# ABOUT THIS TASK:
For the entries below, repeat exactly each line starting with the one that contains "equals input order." and going on through the one that contains "-> day records)", and no others.

# MATERIAL FOR THIS EXERCISE:
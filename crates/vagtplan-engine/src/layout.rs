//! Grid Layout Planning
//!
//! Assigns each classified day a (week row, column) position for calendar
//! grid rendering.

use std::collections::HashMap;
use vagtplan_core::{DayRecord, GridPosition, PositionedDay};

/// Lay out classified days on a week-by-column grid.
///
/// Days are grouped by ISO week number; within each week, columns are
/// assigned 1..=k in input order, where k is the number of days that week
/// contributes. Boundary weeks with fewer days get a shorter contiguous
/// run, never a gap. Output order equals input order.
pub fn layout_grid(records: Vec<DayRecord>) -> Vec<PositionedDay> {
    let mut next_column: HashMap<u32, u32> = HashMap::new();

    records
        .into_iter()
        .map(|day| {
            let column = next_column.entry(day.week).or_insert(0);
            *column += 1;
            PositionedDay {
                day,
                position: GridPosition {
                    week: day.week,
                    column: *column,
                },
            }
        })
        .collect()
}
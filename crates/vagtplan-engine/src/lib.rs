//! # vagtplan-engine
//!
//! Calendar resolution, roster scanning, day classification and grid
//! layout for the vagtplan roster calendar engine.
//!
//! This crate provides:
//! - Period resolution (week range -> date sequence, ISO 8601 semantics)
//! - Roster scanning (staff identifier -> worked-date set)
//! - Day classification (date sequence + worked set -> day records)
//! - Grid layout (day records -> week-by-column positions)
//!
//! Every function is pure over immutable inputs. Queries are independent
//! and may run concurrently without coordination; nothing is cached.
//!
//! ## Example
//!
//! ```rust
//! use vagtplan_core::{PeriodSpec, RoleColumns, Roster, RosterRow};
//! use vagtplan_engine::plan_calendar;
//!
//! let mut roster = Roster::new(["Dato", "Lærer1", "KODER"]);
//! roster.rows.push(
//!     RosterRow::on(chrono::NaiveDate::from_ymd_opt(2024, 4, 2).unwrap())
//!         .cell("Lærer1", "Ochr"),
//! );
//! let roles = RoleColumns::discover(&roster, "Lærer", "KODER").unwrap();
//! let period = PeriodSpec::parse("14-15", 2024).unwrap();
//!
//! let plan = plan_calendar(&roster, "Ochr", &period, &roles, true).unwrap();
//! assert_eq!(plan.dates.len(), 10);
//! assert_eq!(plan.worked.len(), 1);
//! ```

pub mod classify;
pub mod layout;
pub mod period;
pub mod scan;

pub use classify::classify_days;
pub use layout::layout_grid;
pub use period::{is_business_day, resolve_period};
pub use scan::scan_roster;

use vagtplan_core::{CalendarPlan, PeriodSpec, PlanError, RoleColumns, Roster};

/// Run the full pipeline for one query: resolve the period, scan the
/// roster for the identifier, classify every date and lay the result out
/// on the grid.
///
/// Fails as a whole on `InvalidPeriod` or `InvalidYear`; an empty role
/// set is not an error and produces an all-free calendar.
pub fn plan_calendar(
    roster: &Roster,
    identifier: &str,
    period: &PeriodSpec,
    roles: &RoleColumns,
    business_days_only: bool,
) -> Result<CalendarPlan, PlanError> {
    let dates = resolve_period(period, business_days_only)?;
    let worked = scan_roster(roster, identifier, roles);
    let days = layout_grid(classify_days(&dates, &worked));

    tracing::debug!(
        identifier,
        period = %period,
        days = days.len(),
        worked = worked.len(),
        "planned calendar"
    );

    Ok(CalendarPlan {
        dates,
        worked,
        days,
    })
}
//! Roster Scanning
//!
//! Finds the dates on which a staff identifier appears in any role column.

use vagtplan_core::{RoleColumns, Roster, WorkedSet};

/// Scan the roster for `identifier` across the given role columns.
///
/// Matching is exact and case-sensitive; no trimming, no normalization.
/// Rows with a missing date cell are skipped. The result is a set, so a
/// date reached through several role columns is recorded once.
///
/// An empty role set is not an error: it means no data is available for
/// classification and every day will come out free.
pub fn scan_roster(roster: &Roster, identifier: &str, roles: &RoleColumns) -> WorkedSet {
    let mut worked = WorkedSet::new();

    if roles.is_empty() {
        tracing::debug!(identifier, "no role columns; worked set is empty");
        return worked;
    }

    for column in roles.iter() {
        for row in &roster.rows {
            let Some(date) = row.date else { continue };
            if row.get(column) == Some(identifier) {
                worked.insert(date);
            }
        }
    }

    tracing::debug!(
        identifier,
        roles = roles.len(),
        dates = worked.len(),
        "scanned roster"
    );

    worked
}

# WRITTEN SOLUTION:
/// run, never a gap. Output order equals input order.
pub fn layout_grid(records: Vec<DayRecord>) -> Vec<PositionedDay> {
    let mut next_column: HashMap<u32, u32> = HashMap::new();

    records
        .into_iter()
        .map(|day| {
            let column = next_column.entry(day.week).or_insert(0);
            *column += 1;
            PositionedDay {
                day,
                position: GridPosition {
                    week: day.week,
                    column: *column,
                },
            }
        })
        .collect()
}
filename crates/vagtplan-engine/src/lib.rs
//! # vagtplan-engine
//!
//! Calendar resolution, roster scanning, day classification and grid
//! layout for the vagtplan roster calendar engine.
//!
//! This crate provides:
//! - Period resolution (week range -> date sequence, ISO 8601 semantics)
//! - Roster scanning (staff identifier -> worked-date set)
//! - Day classification (date sequence + worked set -> day records)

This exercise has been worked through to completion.